The relative dose intensity (calculated as mg/m2/wk) of
gemcitabine was higher with the 3-week schedule than with the 4-week schedule589
mg/m2/wk compared to 564 mg/m2/wk, respectively. The lower dose intensity of the
4-week schedule resulted from forced reductions or omissions of gemcitabine
dosing on day 8 or 15 of the schedule in 17% and 80% of courses, respectively.
In spite of the higher dose intensity of the 3-week schedule, grade 3/4
neutropenia, thrombocytopenia, and nonhematologic toxicity was significantly
lower than with the 4-week schedule. Furthermore, the response rate was higher
with the 3-week compared with the 4-week schedule (55% vs 40%, respectively),
although the difference was not statistically significant.

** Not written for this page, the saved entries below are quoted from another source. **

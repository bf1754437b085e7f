//! MCP server: tools, resources, and prompts over a task API backend.
//!
//! Generic over `C: TaskApi` so handler tests run against an in-memory
//! stub. Every tool validates its required arguments before issuing any
//! backend call; validation failures never reach the network.

use std::collections::HashMap;
use std::sync::Arc;

use chrono::Utc;
use rmcp::{
    ErrorData as McpError, RoleServer, ServerHandler,
    handler::server::{router::tool::ToolRouter, wrapper::Parameters},
    model::*,
    service::RequestContext,
    tool, tool_handler, tool_router,
};
use serde_json::json;
use tracing::{info, warn};

use crate::client::{ApiError, TaskApi};
use crate::format;
use crate::mcp::params::{
    CreateTaskParams, GetTaskDetailsParams, SearchTasksParams, UpdateTaskProgressParams,
    require_arg,
};
use crate::mcp::resources::{self, SCHEME, fetch_task_context};
use crate::mcp::prompts::{self, PromptError};
use crate::models::{CreateNoteRequest, CreateTaskRequest, TaskFilter, UpdateTaskRequest};
use crate::monitor::MetricsSink;

/// Main MCP server coordinator.
#[derive(Clone)]
pub struct TaskDeckServer<C: TaskApi> {
    api: Arc<C>,
    metrics: Arc<dyn MetricsSink>,
    name: String,
    version: String,
    tool_router: ToolRouter<Self>,
}

/// Wrap a backend failure as a protocol error with the failing operation named.
fn api_error(operation: &'static str, error: ApiError) -> McpError {
    if error.is_not_found() {
        McpError::resource_not_found(format!("failed to {operation}: {error}"), None)
    } else {
        McpError::internal_error(format!("failed to {operation}: {error}"), None)
    }
}

/// Text result plus the tool's structured metadata map.
fn tool_result(text: String, metadata: serde_json::Value) -> CallToolResult {
    let mut result = CallToolResult::success(vec![Content::text(text)]);
    result.structured_content = Some(metadata);
    result
}

#[tool_router]
impl<C: TaskApi + 'static> TaskDeckServer<C> {
    pub fn new(
        api: Arc<C>,
        metrics: Arc<dyn MetricsSink>,
        name: impl Into<String>,
        version: impl Into<String>,
    ) -> Self {
        Self {
            api,
            metrics,
            name: name.into(),
            version: version.into(),
            tool_router: Self::tool_router(),
        }
    }

    /// Render a named prompt. The `prompts.<name>` counter moves only
    /// when the render succeeds; arbitrary client-supplied names must
    /// not mint counter keys.
    pub(crate) fn render_prompt(
        &self,
        name: &str,
        args: &HashMap<String, String>,
    ) -> Result<String, McpError> {
        let text = prompts::render(name, args).map_err(|error| match error {
            PromptError::Unknown { .. } | PromptError::MissingArgument { .. } => {
                McpError::invalid_params(error.to_string(), None)
            }
        })?;
        self.metrics.incr(&format!("prompts.{name}"));
        Ok(text)
    }

    #[tool(
        description = "Create a new task with an initial note. Required: name, created_by, initial_note. Optional: description, priority, assigned_to, due_date (ISO-8601), project_id, tags."
    )]
    pub async fn create_task(
        &self,
        params: Parameters<CreateTaskParams>,
    ) -> Result<CallToolResult, McpError> {
        let p = params.0;
        let name = require_arg(Some(&p.name), "name")?;
        let created_by = require_arg(Some(&p.created_by), "created_by")?;
        let initial_note = require_arg(p.initial_note.as_deref(), "initial_note")?;
        self.metrics.incr("tools.create_task");

        let req = CreateTaskRequest {
            name: name.to_string(),
            description: p.description.clone(),
            priority: p.priority.clone(),
            assigned_to: p.assigned_to.clone(),
            project_id: p.project_id.clone(),
            due_date: p.due_date.clone(),
            tags: p.tags.clone().unwrap_or_default(),
            created_by: created_by.to_string(),
        };
        let task = self
            .api
            .create_task(&req)
            .await
            .map_err(|e| api_error("create task", e))?;
        info!(task_id = %task.id, "task created");

        let note_req = CreateNoteRequest {
            content: initial_note.to_string(),
            created_by: created_by.to_string(),
        };
        let note_attached = match self.api.create_task_note(&task.id, &note_req).await {
            Ok(_) => true,
            Err(error) => {
                warn!(task_id = %task.id, %error, "initial note attach failed");
                false
            }
        };

        let mut text = format!("Created task '{}' ({})\n", task.name, task.id);
        text.push_str(&format!("Status: {}\n", task.status));
        if note_attached {
            text.push_str("Initial note attached.\n");
        } else {
            text.push_str("Warning: the initial note could not be attached.\n");
        }
        Ok(tool_result(
            text,
            json!({ "task": task.id, "success": true }),
        ))
    }

    #[tool(
        description = "Get a task's full details: fields, notes, and its project when it has one."
    )]
    pub async fn get_task_details(
        &self,
        params: Parameters<GetTaskDetailsParams>,
    ) -> Result<CallToolResult, McpError> {
        let task_id = require_arg(Some(&params.0.task_id), "task_id")?;
        self.metrics.incr("tools.get_task_details");

        let (task, notes, project) = fetch_task_context(self.api.as_ref(), task_id)
            .await
            .map_err(|e| e.into_mcp())?;
        let text = format::task_details(&task, &notes, project.as_ref(), Utc::now());
        let metadata = json!({
            "task": task.id,
            "notes": notes.len(),
            "project": project.as_ref().map(|p| p.id.clone()),
            "has_project": project.is_some(),
        });
        Ok(tool_result(text, metadata))
    }

    #[tool(
        description = "Update a task's status, priority, or assignee, optionally recording a progress note. Required: task_id, updated_by, and at least one change."
    )]
    pub async fn update_task_progress(
        &self,
        params: Parameters<UpdateTaskProgressParams>,
    ) -> Result<CallToolResult, McpError> {
        let p = params.0;
        let task_id = require_arg(Some(&p.task_id), "task_id")?;
        let updated_by = require_arg(Some(&p.updated_by), "updated_by")?;

        let mut changes_made = Vec::new();
        if p.status.is_some() {
            changes_made.push("status");
        }
        if p.priority.is_some() {
            changes_made.push("priority");
        }
        if p.assigned_to.is_some() {
            changes_made.push("assigned_to");
        }
        let has_field_change = !changes_made.is_empty();
        if !has_field_change && p.progress_note.is_none() {
            return Err(McpError::invalid_params(
                "at least one of status, priority, assigned_to, or progress_note is required",
                None,
            ));
        }
        self.metrics.incr("tools.update_task_progress");

        let mut text = format!("Task {task_id} updated by {updated_by}\n");
        if has_field_change {
            let req = UpdateTaskRequest {
                status: p.status.clone(),
                priority: p.priority.clone(),
                assigned_to: p.assigned_to.clone(),
                description: None,
                updated_by: updated_by.to_string(),
            };
            let task = self
                .api
                .update_task(task_id, &req)
                .await
                .map_err(|e| api_error("update task", e))?;
            text.push_str(&format!("Status: {}\n", task.status));
        }

        if let Some(note) = p.progress_note.as_deref().filter(|n| !n.trim().is_empty()) {
            let note_req = CreateNoteRequest {
                content: note.to_string(),
                created_by: updated_by.to_string(),
            };
            match self.api.create_task_note(task_id, &note_req).await {
                Ok(_) => {
                    changes_made.push("note");
                    text.push_str("Progress note recorded.\n");
                }
                Err(error) if has_field_change => {
                    // Enrichment alongside a field update; tolerated.
                    warn!(task_id, %error, "progress note attach failed");
                    text.push_str("Warning: the progress note could not be recorded.\n");
                }
                Err(error) => return Err(api_error("record progress note", error)),
            }
        }

        let metadata = json!({
            "task": task_id,
            "changes_made": changes_made,
            "update_success": true,
        });
        Ok(tool_result(text, metadata))
    }

    #[tool(
        description = "Search tasks by status, assignee, or creator. All filters optional; omit everything to list all tasks."
    )]
    pub async fn search_tasks(
        &self,
        params: Parameters<SearchTasksParams>,
    ) -> Result<CallToolResult, McpError> {
        let p = params.0;
        self.metrics.incr("tools.search_tasks");

        let filter = TaskFilter {
            status: p.status.clone(),
            assigned_to: p.assigned_to.clone(),
            created_by: p.created_by.clone(),
        };
        let tasks = self
            .api
            .list_tasks(&filter)
            .await
            .map_err(|e| api_error("search tasks", e))?;
        let text = format::search_results(&tasks);
        let metadata = json!({
            "count": tasks.len(),
            "shown": tasks.len().min(format::TASK_LIST_LIMIT),
        });
        Ok(tool_result(text, metadata))
    }
}

#[tool_handler]
impl<C: TaskApi + 'static> ServerHandler for TaskDeckServer<C> {
    fn get_info(&self) -> ServerInfo {
        let mut info = ServerInfo::default();
        info.server_info = Implementation::new(self.name.clone(), self.version.clone());
        info.capabilities = ServerCapabilities::builder()
            .enable_tools()
            .enable_resources()
            .enable_prompts()
            .build();
        info.instructions = Some(format!(
            "Task and project management over a REST backend. Resources use \
             {SCHEME}:// URIs (task/{{id}}, tasks/overview, tasks/user/{{id}}, \
             project/{{id}}, project/{{id}}/tasks, projects/overview, \
             dashboard/system, dashboard/user/{{id}}, dashboard/project/{{id}})."
        ));
        info
    }

    async fn list_resources(
        &self,
        _request: Option<PaginatedRequestParam>,
        _context: RequestContext<RoleServer>,
    ) -> Result<ListResourcesResult, McpError> {
        let entries = [
            (
                format!("{SCHEME}://tasks/overview"),
                "Tasks Overview",
                "Aggregate statistics and recent tasks across the system",
            ),
            (
                format!("{SCHEME}://projects/overview"),
                "Projects Overview",
                "All projects with their descriptions",
            ),
            (
                format!("{SCHEME}://dashboard/system"),
                "System Dashboard",
                "System-wide rollup of projects and tasks",
            ),
        ];
        let resources = entries
            .into_iter()
            .map(|(uri, name, description)| {
                Annotated::new(
                    RawResource {
                        uri,
                        name: name.to_string(),
                        title: None,
                        description: Some(description.to_string()),
                        mime_type: Some("text/markdown".to_string()),
                        size: None,
                        icons: None,
                        meta: None,
                    },
                    None,
                )
            })
            .collect();
        Ok(ListResourcesResult {
            resources,
            next_cursor: None,
            meta: None,
        })
    }

    async fn read_resource(
        &self,
        request: ReadResourceRequestParam,
        _context: RequestContext<RoleServer>,
    ) -> Result<ReadResourceResult, McpError> {
        self.metrics.incr("resources.read");
        match resources::read(self.api.as_ref(), &request.uri, Utc::now()).await {
            Ok(text) => Ok(ReadResourceResult::new(vec![
                ResourceContents::TextResourceContents {
                    uri: request.uri,
                    mime_type: Some("text/markdown".to_string()),
                    text,
                    meta: None,
                },
            ])),
            Err(error) => {
                self.metrics.incr("errors");
                Err(error.into_mcp())
            }
        }
    }

    async fn list_prompts(
        &self,
        _request: Option<PaginatedRequestParam>,
        _context: RequestContext<RoleServer>,
    ) -> Result<ListPromptsResult, McpError> {
        let prompts = prompts::catalog()
            .iter()
            .map(|spec| {
                Prompt::new(
                    spec.name,
                    Some(spec.description),
                    Some(
                        spec.args
                            .iter()
                            .map(|arg| {
                                let mut argument = PromptArgument::new(arg.name);
                                argument.description = Some(arg.description.to_string());
                                argument.required = Some(arg.required);
                                argument
                            })
                            .collect(),
                    ),
                )
            })
            .collect();
        Ok(ListPromptsResult {
            prompts,
            next_cursor: None,
            meta: None,
        })
    }

    async fn get_prompt(
        &self,
        request: GetPromptRequestParam,
        _context: RequestContext<RoleServer>,
    ) -> Result<GetPromptResult, McpError> {
        let args: HashMap<String, String> = request
            .arguments
            .as_ref()
            .map(|map| {
                map.iter()
                    .map(|(key, value)| {
                        let rendered = match value {
                            serde_json::Value::String(s) => s.clone(),
                            other => other.to_string(),
                        };
                        (key.clone(), rendered)
                    })
                    .collect()
            })
            .unwrap_or_default();

        let text = self.render_prompt(&request.name, &args)?;
        let description = prompts::catalog()
            .iter()
            .find(|spec| spec.name == request.name)
            .map(|spec| spec.description.to_string());
        let mut result =
            GetPromptResult::new(vec![PromptMessage::new_text(PromptMessageRole::User, text)]);
        result.description = description;
        Ok(result)
    }
}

The Greek Lung Cancer Study Group was the first to compare a
new gemcitabine/docetaxel combination to a platinum-based combination,
cisplatin/docetaxel (Table 2). A total of 347 patients with advanced or
metastatic NSCLC were randomized and treated on the every-3-week schedule. The
first group (180 patients) received cisplatin 80 mg/m2 on day 2 combined with
docetaxel 100 mg/m2 on day 1; the second group (167 patients) received
gemcitabine 1,100 mg/m2 on days 1 and 8 combined with docetaxel 100
mg/m2 on day
8. To decrease the severity of granulocytopenia expected with these moderately
intensive treatments, G-CSF was administered on days 3 to 9 of the
platinum-based regimen and on days 9 to 15 of the gemcitabine-based regimen.
A comparison of the toxicities of the cisplatin/docetaxel vs
gemcitabine/docetaxel regimens revealed a higher rate of grade 3/4 neutropenia
with the former (34% vs 20%, respectively, P = .03) but a higher incidence of
febrile neutropenia with the latter (29% vs 17%, respectively, P = .004). There
were no significant differences between the two regimens with respect to grade
3/4 thrombocytopenia (2% vs 4%, respectively), anemia (6% vs 4%, respectively),
or fatigue (30% vs 33%, respectively).
Furthermore, analysis of therapeutic end points revealed no
statistically significant differences in response rates (31% vs 34%), median
time to progression (8 months each), median survival (12 months vs 11 months),
or 1-year survival (46% vs 41%). Although firm conclusions cannot be reached
from this randomized phase II trial, it is the first trial to demonstrate that a
nonplatinum-based regimen (gemcitabine/docetaxel) may be equivalent to a
platinum-based regimen with respect to efficacy.